ASK HERE

14-01-2016, 03:18 PM

sir,
I am looking for mfcc with phase information matlab code for our project. I kindly request you to guide me.

**seminar report asees** · 14-01-2016, 04:32 PM

mfcc with phase information matlab code

Mel Frequency Cepstral Coefficient (MFCC) tutorial

The first step in any automatic speech recognition system is to extract features i.e. identify the components of the audio signal that are good for identifying the linguistic content and discarding all the other stuff which carries information like background noise, emotion etc.

The main point to understand about speech is that the sounds generated by a human are filtered by the shape of the vocal tract including tongue, teeth etc. This shape determines what sound comes out. If we can determine the shape accurately, this should give us an accurate representation of the phoneme being produced. The shape of the vocal tract manifests itself in the envelope of the short time power spectrum, and the job of MFCCs is to accurately represent this envelope. This page will provide a short tutorial on MFCCs.

Mel Frequency Cepstral Coefficents (MFCCs) are a feature widely used in automatic speech and speaker recognition. They were introduced by Davis and Mermelstein in the 1980's, and have been state-of-the-art ever since. Prior to the introduction of MFCCs, Linear Prediction Coefficients (LPCs) and Linear Prediction Cepstral Coefficients (LPCCs) (click here for a tutorial on cepstrum and LPCCs) and were the main feature type for automatic speech recognition (ASR). This page will go over the main aspects of MFCCs, why they make a good feature for ASR, and how to implement them.

Steps at a Glance
We will give a high level intro to the implementation steps, then go in depth why we do the things we do.

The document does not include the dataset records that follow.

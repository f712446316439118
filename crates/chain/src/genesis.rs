//! Genesis documents and state bootstrap.
//!
//! The chain id is the sha256 of the packed genesis document (with an
//! optional legacy substitution for historical continuity). Balance
//! snapshots may carry addresses rendered with foreign prefixes; the
//! importer decodes them prefix-aware.

use meridian_primitives::constants::{
    ADDRESS_PREFIX, BASE_ASSET_NAME, BASE_ASSET_SYMBOL, LEGACY_ADDRESS_PREFIXES, MAX_SHARES,
    PRECISION,
};
use meridian_primitives::{
    packed, sha256, unpack, AccountRecord, Address, AssetRecord, BalanceRecord, DelegateStats,
    Hash256, PublicKey, ShareAmount, SnapshotRecord, Timestamp, WithdrawClaim, WithdrawCondition,
    MARKET_ISSUER_ACCOUNT_ID,
};
use serde::{Deserialize, Serialize};
use std::path::{Path, PathBuf};
use tracing::{info, warn};

use crate::config::ChainConfig;
use crate::error::{ChainError, ChainResult};
use crate::fork::BlockForkData;
use crate::state::{ChainProperty, ChainState, PropertyValue};
use crate::store::ChainStore;

/// One initial delegate.
#[derive(Debug, Clone, Serialize, Deserialize)]
pub struct GenesisDelegate {
    /// Registered account name.
    pub name: String,
    /// Owner (and initial active/signing) key.
    pub owner: PublicKey,
}

/// One snapshot balance.
#[derive(Debug, Clone, Serialize, Deserialize)]
pub struct GenesisBalance {
    /// Address string, possibly with a legacy prefix.
    pub raw_address: String,
    /// Base-asset amount.
    pub balance: ShareAmount,
}

/// Vesting balances shared-dropped onto the chain.
#[derive(Debug, Clone, Default, Serialize, Deserialize)]
pub struct GenesisSharedrop {
    /// Vesting start for every balance in the drop.
    pub start_time: Timestamp,
    /// Vesting duration in days.
    pub duration_days: u64,
    /// The vesting balances.
    pub vesting_balances: Vec<GenesisBalance>,
}

/// One initial market-issued asset.
#[derive(Debug, Clone, Serialize, Deserialize)]
pub struct GenesisAsset {
    /// Ticker symbol.
    pub symbol: String,
    /// Display name.
    pub name: String,
    /// Free-form description.
    pub description: String,
    /// Subunits per whole unit.
    pub precision: u64,
}

/// The genesis document.
#[derive(Debug, Clone, Default, Serialize, Deserialize)]
pub struct GenesisState {
    /// Chain start time; also the registration date of everything genesis
    /// creates.
    pub timestamp: Timestamp,
    /// Initial delegates, becoming accounts 1..=K.
    pub delegates: Vec<GenesisDelegate>,
    /// Initial signature balances.
    #[serde(default)]
    pub initial_balances: Vec<GenesisBalance>,
    /// Initial vesting balances.
    #[serde(default)]
    pub sharedrop_balances: GenesisSharedrop,
    /// Initial market-issued assets.
    #[serde(default)]
    pub market_assets: Vec<GenesisAsset>,
}

impl GenesisState {
    /// Load a genesis document from `.json` (human readable) or any other
    /// extension as the packed encoding.
    pub fn from_file(path: &Path) -> ChainResult<Self> {
        let bytes = std::fs::read(path)
            .map_err(|error| ChainError::InvalidGenesis(format!("{}: {error}", path.display())))?;
        if path.extension().and_then(|ext| ext.to_str()) == Some("json") {
            serde_json::from_slice(&bytes)
                .map_err(|error| ChainError::InvalidGenesis(error.to_string()))
        } else {
            Ok(unpack(&bytes)?)
        }
    }

    /// The chain id this document produces (before any legacy
    /// substitution).
    pub fn chain_id(&self) -> Hash256 {
        sha256(&packed(self))
    }
}

/// Where the genesis document comes from.
#[derive(Debug, Clone)]
pub enum GenesisSource {
    /// Read from a file at open time.
    File(PathBuf),
    /// Provided in memory.
    Embedded(GenesisState),
}

impl GenesisSource {
    pub(crate) fn load(&self) -> ChainResult<GenesisState> {
        match self {
            Self::File(path) => GenesisState::from_file(path),
            Self::Embedded(state) => Ok(state.clone()),
        }
    }
}

/// Decode a snapshot address rendered with this chain's prefix or any of
/// the known legacy prefixes.
pub(crate) fn convert_raw_address(raw: &str) -> ChainResult<Address> {
    if let Ok(address) = Address::from_str_with_prefix(raw, ADDRESS_PREFIX) {
        return Ok(address);
    }
    for prefix in LEGACY_ADDRESS_PREFIXES {
        if raw.starts_with(prefix) {
            if let Ok(address) = Address::from_str_with_prefix(raw, prefix) {
                return Ok(address);
            }
        }
    }
    Err(ChainError::InvalidLegacyAddress(raw.to_string()))
}

/// Initialize chain id, accounts, delegates, assets and balances from the
/// genesis document. Idempotent: a chain that already has an id is left
/// untouched.
pub(crate) fn initialize_genesis(
    store: &ChainStore,
    config: &ChainConfig,
    genesis: &GenesisState,
) -> ChainResult<Hash256> {
    if let Some(existing) = store
        .get_property(ChainProperty::ChainId)?
        .and_then(|value| value.as_hash256())
    {
        warn!(target: "chain::genesis", chain_id = %existing, "genesis state already initialized");
        store.set_chain_id(existing);
        return Ok(existing);
    }

    let mut chain_id = genesis.chain_id();
    if Some(chain_id) == config.expected_chain_id {
        if let Some(desired) = config.desired_chain_id {
            chain_id = desired;
        }
    }
    info!(target: "chain::genesis", %chain_id, delegates = genesis.delegates.len(),
          "initializing genesis state");

    if genesis.delegates.len() < config.num_delegates {
        return Err(ChainError::InvalidGenesis(format!(
            "genesis document provides {} delegates but {} are required",
            genesis.delegates.len(),
            config.num_delegates
        )));
    }

    store.set_chain_id(chain_id);
    store.store_property(
        ChainProperty::ChainId,
        Some(&PropertyValue::Hash256(chain_id)),
    )?;

    let timestamp = genesis.timestamp;

    // Account 0 is a reserved sentinel that issues the base asset.
    let sentinel = AccountRecord {
        id: 0,
        name: "genesis".to_string(),
        registration_date: timestamp,
        last_update: timestamp,
        ..Default::default()
    };
    store.store_account_record(0, Some(&sentinel))?;

    let mut account_id = 0;
    for delegate in &genesis.delegates {
        account_id += 1;
        let mut record = AccountRecord {
            id: account_id,
            name: delegate.name.clone(),
            owner_key: delegate.owner,
            registration_date: timestamp,
            last_update: timestamp,
            delegate_info: Some(DelegateStats { pay_rate: 100, ..Default::default() }),
            ..Default::default()
        };
        record.set_active_key(timestamp, delegate.owner);
        store.store_account_record(account_id, Some(&record))?;
    }

    let mut total_base_supply: ShareAmount = 0;

    for genesis_balance in &genesis.initial_balances {
        let owner = convert_raw_address(&genesis_balance.raw_address)?;
        let condition = WithdrawCondition::signature(owner, 0, 0);
        let id = condition.balance_id();
        let mut record = BalanceRecord::new(condition, genesis_balance.balance, timestamp);
        // Snapshots may list the same address twice.
        if let Some(existing) = store.get_balance(&id)? {
            record.balance += existing.balance;
        }
        record.snapshot_info = Some(SnapshotRecord {
            original_address: genesis_balance.raw_address.clone(),
            original_balance: genesis_balance.balance,
        });
        store.store_balance_record(id, Some(&record))?;
        total_base_supply += genesis_balance.balance;
    }

    for genesis_balance in &genesis.sharedrop_balances.vesting_balances {
        let owner = convert_raw_address(&genesis_balance.raw_address)?;
        let condition = WithdrawCondition {
            asset_id: 0,
            slate_id: 0,
            claim: WithdrawClaim::Vesting {
                owner,
                start_time: genesis.sharedrop_balances.start_time,
                duration_secs: genesis.sharedrop_balances.duration_days * 24 * 60 * 60,
                original_balance: genesis_balance.balance,
            },
        };
        let id = condition.balance_id();
        let mut record = BalanceRecord::new(condition, genesis_balance.balance, timestamp);
        if let Some(existing) = store.get_balance(&id)? {
            record.balance += existing.balance;
        }
        record.snapshot_info = Some(SnapshotRecord {
            original_address: genesis_balance.raw_address.clone(),
            original_balance: genesis_balance.balance,
        });
        store.store_balance_record(id, Some(&record))?;
        total_base_supply += genesis_balance.balance;
    }

    let base_asset = AssetRecord {
        id: 0,
        symbol: BASE_ASSET_SYMBOL.to_string(),
        name: BASE_ASSET_NAME.to_string(),
        description: String::new(),
        issuer_account_id: 0,
        precision: PRECISION,
        registration_date: timestamp,
        last_update: timestamp,
        current_share_supply: total_base_supply,
        maximum_share_supply: MAX_SHARES,
        collected_fees: 0,
        flags: 0,
        issuer_permissions: 0,
    };
    store.store_asset_record(0, Some(&base_asset))?;

    let mut asset_id = 0;
    for market_asset in &genesis.market_assets {
        asset_id += 1;
        let record = AssetRecord {
            id: asset_id,
            symbol: market_asset.symbol.clone(),
            name: market_asset.name.clone(),
            description: market_asset.description.clone(),
            issuer_account_id: MARKET_ISSUER_ACCOUNT_ID,
            precision: market_asset.precision,
            registration_date: timestamp,
            last_update: timestamp,
            current_share_supply: 0,
            maximum_share_supply: MAX_SHARES,
            collected_fees: 0,
            flags: 0,
            issuer_permissions: 0,
        };
        store.store_asset_record(asset_id, Some(&record))?;
    }

    // The genesis parent is a first-class fork node so block 1 links.
    let genesis_fork = BlockForkData {
        is_known: true,
        is_linked: true,
        is_included: true,
        is_valid: Some(true),
        ..Default::default()
    };
    store.fork_data.put(&Default::default(), &genesis_fork)?;

    store.store_property(
        ChainProperty::ActiveDelegateList,
        Some(&PropertyValue::AccountList(store.next_round_active_delegates())),
    )?;
    store.store_property(ChainProperty::LastAssetId, Some(&PropertyValue::U64(asset_id)))?;
    store.store_property(
        ChainProperty::LastAccountId,
        Some(&PropertyValue::U64(genesis.delegates.len() as u64)),
    )?;
    store.store_property(ChainProperty::LastObjectId, Some(&PropertyValue::U64(0)))?;

    Ok(chain_id)
}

Towards the end we will go into a more detailed description of how to calculate MFCCs.

Frame the signal into short frames.
For each frame calculate the periodogram estimate of the power spectrum.
Apply the mel filterbank to the power spectra, sum the energy in each filter.
Take the logarithm of all filterbank energies.
Take the DCT of the log filterbank energies.
Keep DCT coefficients 2-13, discard the rest.
There are a few more things commonly done, sometimes the frame energy is appended to each feature vector. Delta and Delta-Delta features are usually also appended. Liftering is also commonly applied to the final features.

Why do we do these things?
We will now go a little more slowly through the steps and explain why each of the steps is necessary.

An audio signal is constantly changing, so to simplify things we assume that on short time scales the audio signal doesn't change much (when we say it doesn't change, we mean statistically i.e. statistically stationary, obviously the samples are constantly changing on even short time scales). This is why we frame the signal into 20-40ms frames. If the frame is much shorter we don't have enough samples to get a reliable spectral estimate, if it is longer the signal changes too much throughout the frame.

The next step is to calculate the power spectrum of each frame. This is motivated by the human cochlea (an organ in the ear) which vibrates at different spots depending on the frequency of the incoming sounds. Depending on the location in the cochlea that vibrates (which wobbles small hairs), different nerves fire informing the brain that certain frequencies are present. Our periodogram estimate performs a similar job for us, identifying which frequencies are present in the frame.

The periodogram spectral estimate still contains a lot of information not required for Automatic Speech Recognition (ASR). In particular the cochlea can not discern the difference between two closely spaced frequencies. This effect becomes more pronounced as the frequencies increase. For this reason we take clumps of periodogram bins and sum them up to get an idea of how much energy exists in various frequency regions. This is performed by our Mel filterbank: the first filter is very narrow and gives an indication of how much energy exists near 0 Hertz. As the frequencies get higher our filters get wider as we become less concerned about variations. We are only interested in roughly how much energy occurs at each spot. The Mel scale tells us exactly how to space our filterbanks and how wide to make them. See below for how to calculate the spacing.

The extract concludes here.